Barriers sealing off Notre-Dame were removed in the morning, before Paris mayor Anne Hidalgo, Cardinal Michel Aupetit and General Jean-Louis Georgelin, in charge of renovation works, were on hand to reopen the site to the public at 3pm.
Speaking to journalists, Hidalgo said the moment represented a "renaissance of sorts" for a monument that was widely seen as "the soul of Paris".
Anne Hidalgo sur la réouverture du parvis de Notre-Dame: "C'est une forme de renaissance" pic.twitter.com/RXjDZzZXQt— BFMTV (@BFMTV) May 31, 2020
Despite many cleaning attempts, high lead concentrations had forced the forecourt to remain closed – but in a press release Sunday, city, church and building authorities announced those levels were now sufficiently low enough to allow Parisians and pilgrims to return.
"We all wanted to be able to reopen for the Pentecost celebrations," the press release said – even though no religious gatherings will take place on the site.

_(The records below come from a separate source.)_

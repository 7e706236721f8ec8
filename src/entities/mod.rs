//! Entities Module
//!
//! The listings served by the finder. Each one pairs a stored document type
//! with a closed filter struct, a Filter Builder, a sort token set and the
//! ordered field list folded into its cache keys.

mod blogs;
mod feedback;
mod jobs;

pub use blogs::{BlogFilters, BlogListing, BlogPost, BlogSort, PostStatus};
pub use feedback::{
    Feedback, FeedbackCategory, FeedbackFilters, FeedbackListing, FeedbackSort, FeedbackStatus,
};
pub use jobs::{EmploymentType, Job, JobFilters, JobListing, JobSort, JobStatus};

use crate::finder::Listing;

/// Tags of every listing, in route order.
pub const ENTITY_TAGS: &[&str] = &[JobListing::TAG, BlogListing::TAG, FeedbackListing::TAG];

/// Canonical spelling for enum-like parameters: `Full-Time` → `full_time`.
fn normalize_token(value: &str) -> String {
    value.trim().to_ascii_lowercase().replace(['-', ' '], "_")
}

/// Joins a set-like list for a cache key, or `None` when empty.
fn key_list(values: &[String]) -> Option<String> {
    if values.is_empty() {
        None
    } else {
        Some(values.join(","))
    }
}
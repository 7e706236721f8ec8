//! Raw list parameters as they arrive from the query string.
//!
//! The bag is open-ended; typed filters are coerced out of it once by each
//! listing's [`super::ListingFilters::from_raw`]. Coercion never fails:
//! unusable values read as absent.

use std::collections::BTreeMap;

use serde_json::Value;

use crate::config::parse_bool;

/// Longest free text kept from a parameter, in characters.
pub const MAX_TEXT_CHARS: usize = 200;

/// Multi-valued parameter bag. Repeated keys accumulate in arrival order.
#[derive(Debug, Clone, Default, PartialEq, Eq)]
pub struct RawQuery {
    params: BTreeMap<String, Vec<String>>,
}

impl RawQuery {
    pub fn new() -> Self {
        Self::default()
    }

    /// Adds one value under `key`.
    pub fn push(&mut self, key: impl Into<String>, value: impl Into<String>) {
        self.params.entry(key.into()).or_default().push(value.into());
    }

    /// Builder form of [`RawQuery::push`].
    pub fn with(mut self, key: impl Into<String>, value: impl Into<String>) -> Self {
        self.push(key, value);
        self
    }

    /// Builds a bag from a JSON object. Arrays become repeated values;
    /// numbers and booleans are stringified; nulls and nested objects are
    /// dropped.
    pub fn from_json(value: &Value) -> Self {
        let mut raw = Self::new();
        if let Value::Object(map) = value {
            for (key, value) in map {
                match value {
                    Value::Array(items) => {
                        for item in items {
                            if let Some(text) = scalar_text(item) {
                                raw.push(key.clone(), text);
                            }
                        }
                    }
                    other => {
                        if let Some(text) = scalar_text(other) {
                            raw.push(key.clone(), text);
                        }
                    }
                }
            }
        }
        raw
    }

    /// First non-blank value for `key`, trimmed.
    pub fn first(&self, key: &str) -> Option<&str> {
        self.params
            .get(key)?
            .iter()
            .map(|v| v.trim())
            .find(|v| !v.is_empty())
    }

    /// Sanitized free text: control characters stripped, whitespace trimmed,
    /// cut to [`MAX_TEXT_CHARS`], blank reads as absent.
    pub fn text(&self, key: &str) -> Option<String> {
        let cleaned: String = self
            .first(key)?
            .chars()
            .filter(|c| !c.is_control())
            .collect::<String>()
            .trim()
            .chars()
            .take(MAX_TEXT_CHARS)
            .collect();
        let cleaned = cleaned.trim_end();
        if cleaned.is_empty() {
            None
        } else {
            Some(cleaned.to_string())
        }
    }

    /// Positive integer, or absent when missing, non-numeric or zero.
    pub fn positive_int(&self, key: &str) -> Option<u32> {
        self.first(key)?.parse::<u32>().ok().filter(|n| *n > 0)
    }

    /// Boolean-coercible value (`true/false/1/0/yes/no/on/off`).
    pub fn boolean(&self, key: &str) -> Option<bool> {
        parse_bool(self.first(key)?)
    }

    /// Every value for `key`, each split on commas, trimmed and lowercased.
    /// Blank items and control characters are dropped; the result is sorted
    /// and deduplicated so the list reads as a set.
    pub fn list(&self, key: &str) -> Vec<String> {
        let mut items: Vec<String> = self
            .params
            .get(key)
            .into_iter()
            .flatten()
            .flat_map(|value| value.split(','))
            .map(|item| {
                item.chars()
                    .filter(|c| !c.is_control())
                    .collect::<String>()
                    .trim()
                    .to_lowercase()
            })
            .filter(|item| !item.is_empty())
            .collect();
        items.sort();
        items.dedup();
        items
    }

    pub fn is_empty(&self) -> bool {
        self.params.is_empty()
    }
}

impl<K, V> FromIterator<(K, V)> for RawQuery
where
    K: Into<String>,
    V: Into<String>,
{
    fn from_iter<I: IntoIterator<Item = (K, V)>>(iter: I) -> Self {
        let mut raw = Self::new();
        for (key, value) in iter {
            raw.push(key, value);
        }
        raw
    }
}

fn scalar_text(value: &Value) -> Option<String> {
    match value {
        Value::String(s) => Some(s.clone()),
        Value::Number(n) => Some(n.to_string()),
        Value::Bool(b) => Some(b.to_string()),
        _ => None,
    }
}

#[cfg(test)]
mod tests {
    use super::*;
    use serde_json::json;

    #[test]
    fn test_first_skips_blank_values() {
        let raw = RawQuery::new().with("keyword", "  ").with("keyword", " rust ");
        assert_eq!(raw.first("keyword"), Some("rust"));
        assert_eq!(raw.first("missing"), None);
    }

    #[test]
    fn test_text_strips_control_characters() {
        let raw = RawQuery::new().with("keyword", "ru\u{0}st\n");
        assert_eq!(raw.text("keyword"), Some("rust".to_string()));

        let blank = RawQuery::new().with("keyword", "\t\n");
        assert_eq!(blank.text("keyword"), None);
    }

    #[test]
    fn test_text_truncated_on_char_boundary() {
        let long = "é".repeat(MAX_TEXT_CHARS + 50);
        let raw = RawQuery::new().with("keyword", long.as_str());
        let text = raw.text("keyword").unwrap();
        assert_eq!(text.chars().count(), MAX_TEXT_CHARS);
        assert!(text.chars().all(|c| c == 'é'));

        // Whitespace at the cut is trimmed
        let padded = format!("{} tail", "a".repeat(MAX_TEXT_CHARS - 1));
        let raw = RawQuery::new().with("keyword", padded.as_str());
        assert_eq!(raw.text("keyword"), Some("a".repeat(MAX_TEXT_CHARS - 1)));
    }

    #[test]
    fn test_positive_int_coercion() {
        let raw = RawQuery::new()
            .with("page", "3")
            .with("limit", "0")
            .with("skip", "-2")
            .with("size", "ten");
        assert_eq!(raw.positive_int("page"), Some(3));
        assert_eq!(raw.positive_int("limit"), None);
        assert_eq!(raw.positive_int("skip"), None);
        assert_eq!(raw.positive_int("size"), None);
    }

    #[test]
    fn test_list_merges_commas_and_repeats() {
        let raw = RawQuery::new()
            .with("tags", "Rust, go")
            .with("tags", "rust")
            .with("tags", " , ");
        assert_eq!(raw.list("tags"), vec!["go".to_string(), "rust".to_string()]);
        assert!(raw.list("missing").is_empty());
    }

    #[test]
    fn test_from_json_accepts_scalars_and_arrays() {
        let raw = RawQuery::from_json(&json!({
            "page": 2,
            "isRemote": true,
            "tags": ["a", "b"],
            "keyword": "x",
            "ignored": null,
            "nested": {"a": 1}
        }));

        assert_eq!(raw.positive_int("page"), Some(2));
        assert_eq!(raw.boolean("isRemote"), Some(true));
        assert_eq!(raw.list("tags"), vec!["a".to_string(), "b".to_string()]);
        assert_eq!(raw.first("ignored"), None);
        assert_eq!(raw.first("nested"), None);
    }

    #[test]
    fn test_from_iterator_pairs() {
        let raw: RawQuery = vec![("tags", "a"), ("tags", "b"), ("page", "1")]
            .into_iter()
            .collect();
        assert_eq!(raw.list("tags").len(), 2);
        assert_eq!(raw.positive_int("page"), Some(1));
    }
}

The City of Paris, the Diocese of Paris and the public establishment responsible for the conservation and restoration of the building confirmed the site was authorised to reopen after receiving the green light from regional health agency the ARS.
Building works to secure Notre-Dame were suspended in mid-March due to coronavirus. They will gradually resume with the aim of finishing a new-look cathedral by 2024.